Reconfigure the HA cluster and BeeGFS
Use Ansible to reconfigure the cluster.
Overview
Generally reconfiguring any aspect of the BeeGFS HA cluster should be done by updating your Ansible inventory and re-running the ansible-playbook
command. This includes updating alerts, changing the permanent fencing configuration, or adjusting BeeGFS service configuration. These are adjusted using the group_vars/ha_cluster.yml
file and a full list of options can be found in the Specify Common File Node Configuration section.
See below for additional details on select configuration options that administrators should be aware of when performing maintenance or servicing the cluster.
How to Disable and Enable Fencing
Fencing is enabled/required by default when setting up the cluster. In some instances it may be desirable to temporarily disable fencing to ensure nodes aren't accidentally shutdown when performing certain maintenance operations (such as upgrading the operating system). While this can be disabled manually, there are tradeoffs administrators should be aware off.
OPTION 1: Disable fencing using Ansible (recommended).

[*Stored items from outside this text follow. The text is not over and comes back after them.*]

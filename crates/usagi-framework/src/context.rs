//! The execution context handed to each handler invocation.

use std::sync::Arc;
use std::time::Duration;

use async_trait::async_trait;
use tokio::time::timeout;
use tracing::debug;

use usagi_core::{Chain, ChainSettings, HandlerResult, MessageEvent};

use crate::wait::WaitTable;

/// Outbound message channel the framework sends through.
///
/// Implemented over the gateway in the runtime crate; tests substitute a
/// recording mock.
#[async_trait]
pub trait Outbound: Send + Sync {
    /// Resolves, encodes, and transmits a chain; returns the message id the
    /// gateway assigned.
    async fn push(&self, chain: Chain) -> HandlerResult<i64>;

    /// Chain settings (auto-convert threshold, card geometry) for replies.
    fn chain_settings(&self) -> ChainSettings;
}

/// Per-invocation context: the event plus the capabilities a handler needs.
#[derive(Clone)]
pub struct HandlerContext {
    event: Arc<MessageEvent>,
    outbound: Arc<dyn Outbound>,
    waits: Arc<WaitTable>,
}

impl HandlerContext {
    pub(crate) fn new(
        event: Arc<MessageEvent>,
        outbound: Arc<dyn Outbound>,
        waits: Arc<WaitTable>,
    ) -> Self {
        Self {
            event,
            outbound,
            waits,
        }
    }

    /// The event being handled.
    pub fn event(&self) -> &MessageEvent {
        &self.event
    }

    /// Starts a reply chain for the current event (mention on, quote off).
    pub fn chain(&self) -> Chain {
        Chain::reply(&self.event, self.outbound.chain_settings(), true, false)
    }

    /// Starts a reply chain with explicit mention/quote flags.
    pub fn chain_with(&self, at: bool, quote: bool) -> Chain {
        Chain::reply(&self.event, self.outbound.chain_settings(), at, quote)
    }

    /// Sends a chain immediately, without ending the handler.
    pub async fn send(&self, chain: Chain) -> HandlerResult<i64> {
        self.outbound.push(chain).await
    }

    /// Sends the prompt (if given) and suspends until the party's next
    /// message or the deadline.
    ///
    /// Returns `None` on timeout or when a later `wait_for_reply` for the
    /// same party supersedes this one. The wait slot is removed on every
    /// exit path.
    pub async fn wait_for_reply(
        &self,
        prompt: Option<Chain>,
        deadline: Duration,
    ) -> HandlerResult<Option<MessageEvent>> {
        if let Some(prompt) = prompt {
            self.outbound.push(prompt).await?;
        }

        let party = self.event.party();
        let (token, rx) = self.waits.arm(party);

        match timeout(deadline, rx).await {
            Ok(Ok(event)) => Ok(Some(event)),
            Ok(Err(_)) => {
                // Superseded by a newer wait for the same party.
                debug!(?party, "wait slot superseded");
                Ok(None)
            }
            Err(_) => {
                self.waits.disarm(party, token);
                debug!(?party, "wait slot timed out");
                Ok(None)
            }
        }
    }
}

When fencing is disabled using Ansible, the on-fail action of the BeeGFS monitor is changed from "fence" to "standby". This means if the BeeGFS monitor detects a failure it will attempt to place the node in standby and failover all BeeGFS services. Outside active troubleshooting/testing this is typically more desirable than option 2. The disadvantage is if a resource fails to stop on the original node it will be blocked from starting elsewhere (which is why fencing is typically required for production clusters).
-
In your Ansible inventory at
groups_vars/ha_cluster.yml
add the following configuration:beegfs_ha_cluster_crm_config_options: stonith-enabled: False
-
Rerun the Ansible playbook to apply the changes to the cluster.
OPTION 2: Disable fencing manually.
In some instances you may want to temporarily disable fencing without rerunning Ansible, perhaps to facilitate troubleshooting or testing of the cluster.
In this configuration if the BeeGFS monitor detects a failure, the cluster will attempt to stop the corresponding resource group. It will NOT trigger a full failover or attempt to restart or move the impacted resource group to another host. To recover, address any issues then run pcs resource cleanup or manually place the node in standby.
|
Steps:
-
To determine if fencing (stonith) is globally enabled or disabled run:
pcs property show stonith-enabled
-
To disable fencing run:
pcs property set stonith-enabled=false
-
To enable fencing run:
pcs property set stonith-enabled=true
Note: This setting will be overridden the next time you run the Ansible playbook.